Gook Offers a Visually Striking But Distant Korean Perspective on the L.A. Riots

Gook. Photo: Samuel Goldwyn Films

In an essay on the now-defunct MTV News reflecting on her childhood memories of the 1992 L.A. riots, critic Inkoo Kang wrote, “Destroyed businesses aren’t ended lives. But businesses do represent dreams and hopes and livelihoods and life savings — and the sudden demolition of those things deserves to be remembered.” Such a business (over 2,000 were damaged or destroyed during the riots) serves as the backdrop for filmmaker and actor Justin Chon’s striking Gook, a rare account of those five dark days told from a primarily Korean-American perspective. But the modest shop run by its two leads in the sun-baked southland city of Paramount doesn’t just resemble the capitalist American dreams of its owners; it represents an often-fraught effort to exist within a diverse community.

Gook is set on April 29, 1992, the day the verdict for the police officers charged with the beating of Rodney King came down, and the grief and anger that had already been running hot boiled over onto the streets of south L.A. Eli (Chon) and Daniel (David So) are brothers who tend to their family’s shoe store with workaday responsibility — there are, refreshingly, no stakes added about saving up to buy a shiny new location, or trying to turn their tiny shack into a megastore. They’re just there to sell shoes and earn a living, as their deceased parents did before them. Eli, with his wiry swagger and charm, is the de facto leader; the sensitive Daniel has dreams of becoming an R&B singer. They have an unofficial third employee in Kamilla (Simone Baker), a young black girl from the neighborhood who hangs out at the store against her family’s wishes.

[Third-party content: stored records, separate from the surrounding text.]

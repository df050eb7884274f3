//! Logging setup
//!
//! Every event is written as `[YYYY-mm-dd HH:MM:SS] [LEVEL] message` to the
//! append-only log file and mirrored to stderr.
//!
//! # Environment Variables
//!
//! - `RUST_LOG`: overrides `--log-level` (e.g. `toolkit_core=debug,info`)
//! - `SERVER_TOOLKIT_LOG_FORMAT`: `json` writes the log file as JSON lines

use anyhow::{Context, Result};
use chrono::Local;
use clap::ValueEnum;
use std::fmt;
use std::path::Path;
use tracing::{Event, Level, Subscriber};
use tracing_appender::non_blocking::WorkerGuard;
use tracing_subscriber::fmt::format::Writer;
use tracing_subscriber::fmt::{FmtContext, FormatEvent, FormatFields, MakeWriter};
use tracing_subscriber::registry::LookupSpan;
use tracing_subscriber::{layer::SubscriberExt, util::SubscriberInitExt, EnvFilter, Layer};

const TIMESTAMP_FORMAT: &str = "%Y-%m-%d %H:%M:%S";

/// Minimum level written to the log
#[derive(Debug, Clone, Copy, PartialEq, Eq, ValueEnum)]
pub enum LogLevel {
    #[value(name = "DEBUG", alias = "debug")]
    Debug,
    #[value(name = "INFO", alias = "info")]
    Info,
    #[value(name = "WARNING", alias = "warning", alias = "WARN", alias = "warn")]
    Warning,
    #[value(name = "ERROR", alias = "error")]
    Error,
}

impl LogLevel {
    /// `EnvFilter` directive for this level
    pub fn directive(self) -> &'static str {
        match self {
            LogLevel::Debug => "debug",
            LogLevel::Info => "info",
            LogLevel::Warning => "warn",
            LogLevel::Error => "error",
        }
    }
}

/// Log file layout
#[derive(Debug, Clone, Copy, PartialEq, Eq, ValueEnum)]
pub enum LogFormat {
    /// `[timestamp] [LEVEL] message` lines
    Text,
    /// One JSON object per event
    Json,
}

/// Label printed for a level; `WARN` is spelled out
fn level_label(level: &Level) -> &'static str {
    match *level {
        Level::TRACE => "TRACE",
        Level::DEBUG => "DEBUG",
        Level::INFO => "INFO",
        Level::WARN => "WARNING",
        Level::ERROR => "ERROR",
    }
}

/// `[YYYY-mm-dd HH:MM:SS] [LEVEL] message key=value ...`
pub struct LineFormat;

impl<S, N> FormatEvent<S, N> for LineFormat
where
    S: Subscriber + for<'a> LookupSpan<'a>,
    N: for<'a> FormatFields<'a> + 'static,
{
    fn format_event(
        &self,
        ctx: &FmtContext<'_, S, N>,
        mut writer: Writer<'_>,
        event: &Event<'_>,
    ) -> fmt::Result {
        write!(
            writer,
            "[{}] [{}] ",
            Local::now().format(TIMESTAMP_FORMAT),
            level_label(event.metadata().level())
        )?;
        ctx.field_format().format_fields(writer.by_ref(), event)?;
        writeln!(writer)
    }
}

/// Plain-text or JSON layer for the log file, never colored
fn file_layer<S, W>(writer: W, format: LogFormat) -> Box<dyn Layer<S> + Send + Sync>
where
    S: Subscriber + for<'a> LookupSpan<'a>,
    W: for<'w> MakeWriter<'w> + Send + Sync + 'static,
{
    match format {
        LogFormat::Text => tracing_subscriber::fmt::layer()
            .with_writer(writer)
            .with_ansi(false)
            .event_format(LineFormat)
            .boxed(),
        LogFormat::Json => tracing_subscriber::fmt::layer()
            .json()
            .with_writer(writer)
            .with_ansi(false)
            .boxed(),
    }
}

/// Install the global subscriber
///
/// # Returns
/// Guard that flushes the file writer; keep it alive for the whole run
///
/// # Errors
/// - the log file directory cannot be created
/// - a global subscriber is already installed
pub fn init_logging(log_file: &Path, level: LogLevel, format: LogFormat) -> Result<WorkerGuard> {
    let directory = match log_file.parent() {
        Some(dir) if !dir.as_os_str().is_empty() => dir,
        _ => Path::new("."),
    };
    let file_name = log_file
        .file_name()
        .with_context(|| format!("Log file path has no file name: {}", log_file.display()))?;
    std::fs::create_dir_all(directory)
        .with_context(|| format!("Failed to create log directory {}", directory.display()))?;

    // Appends; never rotates
    let appender = tracing_appender::rolling::never(directory, file_name);
    let (file_writer, guard) = tracing_appender::non_blocking(appender);

    let env_filter =
        EnvFilter::try_from_default_env().unwrap_or_else(|_| EnvFilter::new(level.directive()));

    let console_layer = tracing_subscriber::fmt::layer()
        .with_writer(std::io::stderr)
        .event_format(LineFormat);

    tracing_subscriber::registry()
        .with(env_filter)
        .with(console_layer)
        .with(file_layer(file_writer, format))
        .try_init()
        .context("Failed to install tracing subscriber")?;

    Ok(guard)
}

#[cfg(test)]
mod tests {
    use super::*;
    use std::io;
    use std::sync::{Arc, Mutex};

    #[derive(Clone, Default)]
    struct SharedBuf(Arc<Mutex<Vec<u8>>>);

    impl io::Write for SharedBuf {
        fn write(&mut self, buf: &[u8]) -> io::Result<usize> {
            self.0.lock().unwrap().extend_from_slice(buf);
            Ok(buf.len())
        }

        fn flush(&mut self) -> io::Result<()> {
            Ok(())
        }
    }

    impl SharedBuf {
        fn contents(&self) -> String {
            String::from_utf8(self.0.lock().unwrap().clone()).unwrap()
        }
    }

    fn capture(f: impl FnOnce()) -> String {
        let buf = SharedBuf::default();
        let writer = buf.clone();
        let subscriber = tracing_subscriber::fmt()
            .with_writer(move || writer.clone())
            .with_max_level(Level::DEBUG)
            .with_ansi(false)
            .event_format(LineFormat)
            .finish();
        tracing::subscriber::with_default(subscriber, f);
        buf.contents()
    }

    #[test]
    fn test_directive_mapping() {
        assert_eq!(LogLevel::Debug.directive(), "debug");
        assert_eq!(LogLevel::Info.directive(), "info");
        assert_eq!(LogLevel::Warning.directive(), "warn");
        assert_eq!(LogLevel::Error.directive(), "error");
    }

    #[test]
    fn test_level_parsing_accepts_both_cases() {
        assert_eq!(LogLevel::from_str("WARNING", false).unwrap(), LogLevel::Warning);
        assert_eq!(LogLevel::from_str("debug", false).unwrap(), LogLevel::Debug);
        assert!(LogLevel::from_str("LOUD", false).is_err());
    }

    #[test]
    fn test_line_format() {
        let output = capture(|| tracing::warn!("disk almost full"));

        // [2024-01-31 23:59:59] [WARNING] disk almost full
        assert!(output.starts_with('['));
        assert_eq!(&output[20..22], "] ");
        assert!(output.ends_with("] [WARNING] disk almost full\n"));
    }

    #[test]
    fn test_line_format_includes_fields() {
        let output = capture(|| tracing::info!(suite = "health_check", "Check suite saved"));

        assert!(output.contains("[INFO] Check suite saved suite=\"health_check\""));
    }

    #[test]
    fn test_file_layer_writes_plain_lines() {
        let dir = tempfile::tempdir().unwrap();
        let appender = tracing_appender::rolling::never(dir.path(), "toolkit.log");
        let (writer, guard) = tracing_appender::non_blocking(appender);

        let subscriber = tracing_subscriber::registry().with(file_layer(writer, LogFormat::Text));
        tracing::subscriber::with_default(subscriber, || {
            tracing::info!(suite = "health_check", "Check suite saved");
            tracing::warn!(exit_status = 1, "Check failed");
        });
        drop(guard);

        let contents = std::fs::read_to_string(dir.path().join("toolkit.log")).unwrap();
        assert!(!contents.contains('\u{1b}'), "escape codes in {:?}", contents);

        let lines: Vec<&str> = contents.lines().collect();
        assert_eq!(lines.len(), 2);
        assert_eq!(&lines[0][20..22], "] ");
        assert!(lines[0].ends_with("] [INFO] Check suite saved suite=\"health_check\""));
        assert!(lines[1].ends_with("] [WARNING] Check failed exit_status=1"));
    }

    #[test]
    fn test_json_file_layer() {
        let buf = SharedBuf::default();
        let writer = buf.clone();
        let subscriber = tracing_subscriber::registry()
            .with(file_layer(move || writer.clone(), LogFormat::Json));
        tracing::subscriber::with_default(subscriber, || {
            tracing::info!(suite = "health_check", "Check suite saved");
        });

        let line: serde_json::Value = serde_json::from_str(buf.contents().trim()).unwrap();
        assert_eq!(line["level"], "INFO");
        assert_eq!(line["fields"]["message"], "Check suite saved");
        assert_eq!(line["fields"]["suite"], "health_check");
    }
}
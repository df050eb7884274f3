// Command Result - normalized outcome of one harness invocation

use serde::{Deserialize, Serialize};

/// Sentinel exit status for outcomes where no real exit code exists
/// (timeout, launch failure)
pub const SENTINEL_EXIT_STATUS: i32 = -1;

/// Result of running one shell command through the harness
///
/// Fields are private so that `succeeded` can only ever mirror
/// `exit_status == 0`. Serialized field names follow the artifact format
/// (`success`, `stdout`, `stderr`, `returncode`).
#[derive(Debug, Clone, PartialEq, Eq, Serialize, Deserialize)]
#[serde(from = "RawCommandResult")]
pub struct CommandResult {
    #[serde(rename = "success")]
    succeeded: bool,
    stdout: String,
    stderr: String,
    #[serde(rename = "returncode")]
    exit_status: i32,
}

impl CommandResult {
    /// Process ran to completion with a real exit code
    pub fn completed(exit_status: i32, stdout: impl Into<String>, stderr: impl Into<String>) -> Self {
        Self {
            succeeded: exit_status == 0,
            stdout: stdout.into(),
            stderr: stderr.into(),
            exit_status,
        }
    }

    /// Process was still running when the timeout elapsed
    pub fn timed_out(timeout_secs: u64) -> Self {
        Self {
            succeeded: false,
            stdout: String::new(),
            stderr: format!("Command timed out after {} seconds", timeout_secs),
            exit_status: SENTINEL_EXIT_STATUS,
        }
    }

    /// Command could not be launched at all
    ///
    /// An empty description is replaced so that callers always have
    /// something to show the operator.
    pub fn launch_failed(description: impl Into<String>) -> Self {
        let description = description.into();
        let stderr = if description.trim().is_empty() {
            "Command could not be launched".to_string()
        } else {
            description
        };

        Self {
            succeeded: false,
            stdout: String::new(),
            stderr,
            exit_status: SENTINEL_EXIT_STATUS,
        }
    }

    pub fn succeeded(&self) -> bool {
        self.succeeded
    }

    pub fn stdout(&self) -> &str {
        &self.stdout
    }

    pub fn stderr(&self) -> &str {
        &self.stderr
    }

    pub fn exit_status(&self) -> i32 {
        self.exit_status
    }

    /// One-line description for console output: trimmed stdout on success,
    /// trimmed stderr (or the exit status) on failure
    pub fn summary_line(&self) -> String {
        let text = if self.succeeded {
            self.stdout.trim()
        } else {
            self.stderr.trim()
        };

        match text.lines().next() {
            Some(line) if !line.is_empty() => line.to_string(),
            _ if self.succeeded => "OK".to_string(),
            _ => format!("exit status {}", self.exit_status),
        }
    }
}

/// Wire shape used when loading artifacts back from disk.
/// The stored `success` flag is ignored and recomputed from `returncode`.
#[derive(Deserialize)]
struct RawCommandResult {
    #[serde(default)]
    stdout: String,
    #[serde(default)]
    stderr: String,
    returncode: i32,
}

impl From<RawCommandResult> for CommandResult {
    fn from(raw: RawCommandResult) -> Self {
        Self::completed(raw.returncode, raw.stdout, raw.stderr)
    }
}
// Port Layer - Interfaces for external dependencies

pub mod artifact_store;
pub mod command_runner;
pub mod config_store;
pub mod system_probe;
pub mod time_provider; // For deterministic testing

// Re-exports
pub use artifact_store::{ArtifactStore, StoredArtifact};
pub use command_runner::{CommandRunner, DEFAULT_TIMEOUT_SECS};
pub use config_store::ConfigStore;
pub use system_probe::{SystemMetrics, SystemProbe};
pub use time_provider::TimeProvider;
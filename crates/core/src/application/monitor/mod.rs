// Monitor - real-time resource sampling with threshold alerts

mod stop;

pub use stop::{stop_channel, StopHandle, StopSignal};

use super::constants::MONITORING_REPORT_PREFIX;
use crate::domain::AlertThresholds;
use crate::error::Result;
use crate::port::{ArtifactStore, SystemMetrics, SystemProbe, TimeProvider};
use serde::Serialize;
use serde_json::json;
use std::path::PathBuf;
use std::sync::Arc;
use std::time::Duration;
use tokio::time::sleep;
use tracing::{info, warn};

/// Resource an alert is about
#[derive(Debug, Clone, Copy, PartialEq, Eq, Serialize)]
#[serde(rename_all = "lowercase")]
pub enum Resource {
    Cpu,
    Memory,
    Disk,
}

impl std::fmt::Display for Resource {
    fn fmt(&self, f: &mut std::fmt::Formatter<'_>) -> std::fmt::Result {
        match self {
            Resource::Cpu => write!(f, "CPU"),
            Resource::Memory => write!(f, "Memory"),
            Resource::Disk => write!(f, "Disk"),
        }
    }
}

/// Usage above a configured threshold
#[derive(Debug, Clone, PartialEq, Serialize)]
pub struct Alert {
    pub resource: Resource,
    pub usage_percent: f32,
    pub threshold_percent: f32,
}

impl std::fmt::Display for Alert {
    fn fmt(&self, f: &mut std::fmt::Formatter<'_>) -> std::fmt::Result {
        write!(
            f,
            "{} usage {:.1}% exceeds threshold {:.0}%",
            self.resource, self.usage_percent, self.threshold_percent
        )
    }
}

/// Compare metrics against thresholds; usage strictly above a threshold alerts
pub fn evaluate_alerts(thresholds: &AlertThresholds, metrics: &SystemMetrics) -> Vec<Alert> {
    [
        (Resource::Cpu, metrics.cpu_usage_percent, thresholds.cpu),
        (Resource::Memory, metrics.memory_usage_percent(), thresholds.memory),
        (Resource::Disk, metrics.disk_usage_percent(), thresholds.disk),
    ]
    .into_iter()
    .filter(|(_, usage, threshold)| usage > threshold)
    .map(|(resource, usage_percent, threshold_percent)| Alert {
        resource,
        usage_percent,
        threshold_percent,
    })
    .collect()
}

/// One monitor iteration
#[derive(Debug, Clone)]
pub struct MonitorSample {
    pub taken_at: String,
    pub metrics: SystemMetrics,
    pub alerts: Vec<Alert>,
}

/// Monitor
pub struct Monitor {
    system_probe: Arc<dyn SystemProbe>,
    artifact_store: Arc<dyn ArtifactStore>,
    time_provider: Arc<dyn TimeProvider>,
}

impl Monitor {
    pub fn new(
        system_probe: Arc<dyn SystemProbe>,
        artifact_store: Arc<dyn ArtifactStore>,
        time_provider: Arc<dyn TimeProvider>,
    ) -> Self {
        Self {
            system_probe,
            artifact_store,
            time_provider,
        }
    }

    /// Take one sample and evaluate alerts
    pub async fn sample(&self, thresholds: &AlertThresholds) -> MonitorSample {
        let metrics = self.system_probe.get_metrics().await;
        let alerts = evaluate_alerts(thresholds, &metrics);
        for alert in &alerts {
            warn!(
                resource = %alert.resource,
                usage_percent = alert.usage_percent,
                threshold_percent = alert.threshold_percent,
                "Resource threshold exceeded"
            );
        }

        MonitorSample {
            taken_at: self.time_provider.now().format("%Y-%m-%d %H:%M:%S").to_string(),
            metrics,
            alerts,
        }
    }

    /// Sample every `interval` until `stop` fires
    ///
    /// Cooperative single loop; the interrupt is observed while sleeping.
    ///
    /// # Returns
    /// Number of samples taken
    pub async fn run<F>(
        &self,
        thresholds: &AlertThresholds,
        interval: Duration,
        mut stop: StopSignal,
        mut on_sample: F,
    ) -> usize
    where
        F: FnMut(&MonitorSample) + Send,
    {
        info!(interval_secs = interval.as_secs_f64(), "Real-time monitor started");
        let mut samples = 0;

        loop {
            if stop.is_stopped() {
                break;
            }

            let sample = self.sample(thresholds).await;
            samples += 1;
            on_sample(&sample);

            tokio::select! {
                _ = sleep(interval) => {},
                _ = stop.stopped() => {
                    info!("Monitor interrupted");
                    break;
                }
            }
        }

        info!(samples, "Real-time monitor stopped");
        samples
    }

    /// Save one snapshot as `monitoring_report_{stamp}.json`
    pub async fn write_report(
        &self,
        thresholds: &AlertThresholds,
    ) -> Result<(PathBuf, MonitorSample)> {
        let sample = self.sample(thresholds).await;
        let body = json!({
            "generated": sample.taken_at,
            "metrics": {
                "cpu_usage_percent": sample.metrics.cpu_usage_percent,
                "memory_used_mb": sample.metrics.memory_used_mb,
                "memory_total_mb": sample.metrics.memory_total_mb,
                "memory_usage_percent": sample.metrics.memory_usage_percent(),
                "disk_used_bytes": sample.metrics.disk_used_bytes,
                "disk_total_bytes": sample.metrics.disk_total_bytes,
                "disk_usage_percent": sample.metrics.disk_usage_percent(),
            },
            "thresholds": thresholds,
            "alerts": sample.alerts,
        });

        let stamp = self.time_provider.artifact_stamp();
        let path = self
            .artifact_store
            .save_json(MONITORING_REPORT_PREFIX, &stamp, &body)
            .await?;

        info!(alerts = sample.alerts.len(), path = %path.display(), "Monitoring report saved");
        Ok((path, sample))
    }
}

The film is gorgeously shot in black and white by current USC grad student Ante Cheng, rendering the blue expanse of the California skies a grainy gray even before the fires break out. The cinematography lends a surreal heightening effect to the film’s events, which Chon would probably be first to admit are not the most dramatic in the context of the riots. There is no real chaos in Gook. We never see the glass-covered streets and National Guard tanks that have become the go-to imagery for this chapter in history. When the sirens start wailing and the pillars of smoke rise up, they are in the distance. Chon is using a completely different visual vocabulary to talk about the riots, and it’s ominous in a way that forces the viewer to imagine a calamity of this scale unfolding in their own city.

As tensions grow not only in the city, but between the brothers and Kamilla’s uncle Keith, the film never overexplains its historical context, particularly as it pertains to Korean and black relations in L.A. These two communities existed side by side throughout much of the city, but enmity and misunderstandings abound, and the 1991 killing of 15-year-old Latasha Harlins at the hands of Korean shop owner Soon Ja Du soured things disastrously. Gook nods to this through the character of Mr. Kim, who owns a liquor store across the street from the brothers. (He’s played by Sang Chon, the director’s father and former Korean child star, who moved to America and started the very shoe store Gook’s is based on.) Mr. Kim first appears to be a foil for Eli and Daniel, an older-generation immigrant who refuses to use English and appears to have little respect for his black clientele, particularly Kamilla. In the dim black-and-white of his store, his face looks like a mask of permanent contempt.

The film eventually redeems him, and directly ties him to Eli and Daniel, in a bit of movie cuteness that feels unnecessary. If there’s a weakness of Gook it’s its insistence on finding saintliness in all of its characters. Kamilla is a quirky skater girl who wears a flower in her hair, she tells Eli wistfully, because there are none in her neighborhood. The brothers, while pleasant company for us as viewers, feel anachronistic: hip, cute, culturally fluent young men who just don’t understand how anyone could be racist (and have apparently spent their entire lives never questioning the circumstances surrounding their parents’ deaths). I suspect they are not really meant to be representative of the average Korean shop owner in 1992, but more like audience surrogates, down to their trendy-again ’90s streetwear.

But the story of Korean business owners during the riots is an often tragic rejoinder to the myth of the model minority: As Asian immigrants were allowed to be more “white” than other minorities — economically, culturally — their businesses and bodies were also the easiest surrogate when the police abandoned south Los Angeles and Koreatown. And in turn, they took their cues from the LAPD at its worst: The images of polo-shirt wearing Asian men with rifles lining the rooftops of Koreatown is one of the more troubling images from April 1992. Gook purposefully chooses not to tell a story of that scale, but I did wish it could have found more moral complexity in the corner of the city it chose to depict. The film ends with a tragedy that seems inevitable even from the film’s opening moments, but in the brief moments of grieving afterward, there’s a glimpse of film that is less remote, one as emotional and messy as Los Angeles was then and often still is.